Peterborough becomes ‘gigabit city’ after council inks fibre network deal

Peterborough City Council signs CityFibre for a privately funded fibre network offering 1Gbps to 80% of its businesses by 2015

Peterborough City Council has signed a deal with CityFibre to build a 1Gbps fibre network.

The East Midlands city – home to 200,000 residents and 4,000 businesses – is currently served by BT, with some access to Virgin Media’s services. However, CityFibre will use private investment to build a fibre network, claiming it will offer significantly faster connections from just £25 per month.

“Peterborough’s population has grown by 27,000 in the last 10 years and is the fastest growing city outside of London,” said Marco Cereste, leader of Peterborough City Council. “We believe we are getting the city right and the city is growing, but we are already in the 21st century – how do we take the city into the 22nd century?”

“You can go to certain places in the world and they have 50Mbps or more to their homes and you can see the benefits to them as individuals and the businesses that are there. It has always been a huge ambition to do the same for Peterborough and take things beyond 50Mbps. Everything that we can do as a council will be there and we want this city and its businesses to grow.”

The first phase of the roll-out, beginning in spring 2014, will see 90km of fibre laid down across the city, giving access to 80% of Peterborough’s businesses, as well as numerous public sector organisations such as schools, hospitals and museums.

That core infrastructure focusing on business districts will be completed in 18 months – although the first services plan to go online in summer 2014 – and will allow any company within 200m of the network to connect. CityFibre’s CEO, Greg Mesch, promised some discounted rates and free connections to encourage take-up.

Further expansion plans

However, the plan is to expand the network further, meaning other areas left out in the initial roll-out should not be far behind.

“All the network is deployed underground, is fully passive meaning there is no electronics and the volume of transmission capability in any of the 1,000 strands is virtually limitless,” said Mark Collins, director of policy and regulation at CityFibre. “So when we talk about gigabits today, we are talking terabits tomorrow.”

“When we are building this infrastructure, we are putting capacity in place to be able to connect everything more than once. The investment is a future-proofing the city.”

The network will be offered to ISPs to use on a wholesale basis but CityFibre has promised to offer the same price to them as BT does for its 40Mbps connections, meaning in theory users could access 1Gbps for £25 per month. The company will also offer its own service for dedicated lease lines, costing between £200 and £1,000 per month, and fibre business tariffs costing between £50 and £100 per month.

Infrastructure project plans

Mesch explained that, although the build would cost several millions, they only needed around 300 end points before it started paying for itself.

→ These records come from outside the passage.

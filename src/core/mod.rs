// src/core/mod.rs
//! Upload workflow: transport, notifications and the state machine driving them

pub mod controller;
pub mod notifier;
pub mod service_client;

pub use controller::{SubmitOutcome, UploadController, UploadPhase, UploadState};
pub use notifier::{ChannelNotifier, LogNotifier, Notification, NotificationLevel, Notifier};
pub use service_client::{ExtractionService, ServiceClient};
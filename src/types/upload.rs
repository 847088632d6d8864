// src/types/upload.rs
use anyhow::{Context, Result};
use std::path::{Path, PathBuf};
use std::sync::Arc;

use crate::pdf_validator::MAX_FILE_SIZE;
use crate::utils::{ensure_dir_exists, file_name_only};

/// A file selected for extraction, held in memory for the lifetime of the
/// submission so it can be retried or saved back out without re-reading.
#[derive(Debug, Clone, PartialEq, Eq)]
pub struct UploadFile {
    name: String,
    content_type: String,
    size: u64,
    bytes: Arc<Vec<u8>>,
}

impl UploadFile {
    pub fn new(name: impl Into<String>, content_type: impl Into<String>, bytes: Vec<u8>) -> Self {
        Self {
            name: name.into(),
            content_type: content_type.into(),
            size: bytes.len() as u64,
            bytes: Arc::new(bytes),
        }
    }

    /// Read a file from disk, guessing its MIME type from the extension.
    ///
    /// Files over [`MAX_FILE_SIZE`] are not read: only their size is kept, so
    /// validation can reject them without buffering the content.
    pub async fn from_path(path: &Path) -> Result<Self> {
        let size = tokio::fs::metadata(path)
            .await
            .with_context(|| format!("Failed to read file: {}", path.display()))?
            .len();

        let name = path
            .file_name()
            .and_then(|n| n.to_str())
            .map(str::to_string)
            .with_context(|| format!("Path has no usable file name: {}", path.display()))?;

        let content_type = mime_guess::from_path(path)
            .first_or_octet_stream()
            .essence_str()
            .to_string();

        if size > MAX_FILE_SIZE {
            return Ok(Self {
                name,
                content_type,
                size,
                bytes: Arc::new(Vec::new()),
            });
        }

        let bytes = tokio::fs::read(path)
            .await
            .with_context(|| format!("Failed to read file: {}", path.display()))?;
        Ok(Self::new(name, content_type, bytes))
    }

    pub fn name(&self) -> &str {
        &self.name
    }

    pub fn content_type(&self) -> &str {
        &self.content_type
    }

    pub fn bytes(&self) -> &[u8] {
        &self.bytes
    }

    pub fn size(&self) -> u64 {
        self.size
    }

    /// Write the in-memory copy into `dir` under its original name.
    pub async fn save_to(&self, dir: &Path) -> Result<PathBuf> {
        ensure_dir_exists(dir).await?;

        let target = dir.join(file_name_only(&self.name));
        tokio::fs::write(&target, self.bytes.as_slice())
            .await
            .with_context(|| format!("Failed to write file: {}", target.display()))?;

        Ok(target)
    }
}
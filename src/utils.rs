// src/utils.rs
use anyhow::{Context, Result};
use std::path::Path;

/// Strip any directory components from a client-supplied file name
pub fn file_name_only(name: &str) -> String {
    let last = name.rsplit(&['/', '\\'][..]).next().unwrap_or("").trim();
    match last {
        "" | "." | ".." => "download.pdf".to_string(),
        other => other.to_string(),
    }
}

/// Human readable size in megabytes with two decimals
pub fn format_megabytes(bytes: u64) -> String {
    format!("{:.2} MB", bytes as f64 / 1024.0 / 1024.0)
}

// File system utilities
pub async fn ensure_dir_exists(path: &Path) -> Result<()> {
    tokio::fs::create_dir_all(path)
        .await
        .with_context(|| format!("Failed to create directory: {}", path.display()))
}
// src/types/mod.rs
pub mod response;
pub mod upload;

pub use response::{ApiResponse, Extraction, ExtractionResult, ExtractionSummary};
pub use upload::UploadFile;
//! Raw CSV grid loading.

use std::io::Read;
use std::path::Path;

use csv::{ReaderBuilder, StringRecord};

use crate::error::Result;

const UTF8_BOM: &[u8] = b"\xef\xbb\xbf";

fn is_line_break(b: u8) -> bool {
    b == b'\r' || b == b'\n'
}

/// Line breaks in a run of terminator bytes; "\r\n" counts once.
fn count_line_breaks(run: &[u8]) -> usize {
    run.iter()
        .enumerate()
        .filter(|&(i, &b)| !(b == b'\n' && i > 0 && run[i - 1] == b'\r'))
        .count()
}

/// Rows of text cells exactly as they appear in the sheet export.
///
/// Rows are not padded, so a row may be shorter than the header.
#[derive(Debug, Clone, Default, PartialEq, Eq)]
pub struct Grid {
    rows: Vec<Vec<String>>,
}

impl Grid {
    pub fn new(rows: Vec<Vec<String>>) -> Self {
        Self { rows }
    }

    /// Read a whole CSV file. No header handling: every line is a row.
    pub fn load(path: &Path) -> Result<Self> {
        let file = std::fs::File::open(path)?;
        Self::from_reader(file)
    }

    pub fn from_reader<R: Read>(mut input: R) -> Result<Self> {
        let mut data = Vec::new();
        input.read_to_end(&mut data)?;
        let body_start = if data.starts_with(UTF8_BOM) { UTF8_BOM.len() } else { 0 };

        let mut reader = ReaderBuilder::new()
            .has_headers(false)
            .flexible(true)
            .from_reader(data.as_slice());

        let mut rows = Vec::new();
        let mut record = StringRecord::new();
        while reader.read_record(&mut record)? {
            // The reader skips blank lines; they still occupy a row in the sheet.
            let from = record
                .position()
                .map_or(body_start, |pos| (pos.byte() as usize).max(body_start));
            let start = data[from..]
                .iter()
                .position(|&b| !is_line_break(b))
                .map_or(data.len(), |i| from + i);
            let run_start = data[body_start..start]
                .iter()
                .rposition(|&b| !is_line_break(b))
                .map_or(body_start, |i| body_start + i + 1);
            let breaks = count_line_breaks(&data[run_start..start]);
            let blank = if rows.is_empty() { breaks } else { breaks.saturating_sub(1) };
            rows.extend(std::iter::repeat_with(Vec::new).take(blank));
            rows.push(record.iter().map(|s| s.to_string()).collect());
        }
        Ok(Self { rows })
    }

    pub fn len(&self) -> usize {
        self.rows.len()
    }

    pub fn is_empty(&self) -> bool {
        self.rows.is_empty()
    }

    pub fn row(&self, idx: usize) -> &[String] {
        self.rows.get(idx).map(Vec::as_slice).unwrap_or(&[])
    }

    pub fn rows(&self) -> impl Iterator<Item = &[String]> {
        self.rows.iter().map(Vec::as_slice)
    }

    /// Cell text, or `None` past the end of a short row.
    pub fn cell(&self, row: usize, col: usize) -> Option<&str> {
        self.rows.get(row)?.get(col).map(String::as_str)
    }
}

The CEO warned CityFibre would be digging up a lot of roads in Peterborough to get the job done, but added: “We are going to give you an infrastructure that won’t just last 50 years, not even 100 years, but maybe 1,000. People need to understand we have a Victorian infrastructure which the UK must replace or it will not succeed in economies that are shifting over to become digital.”

CityFibre already has two cities with similar roll-outs – York and Bournemouth – but Mesch revealed there would be two more second-tier cities announced in the near future.

“I would like to do all 100 cities over the next year, but we can’t,” he concluded. “We will only doing selective projects.”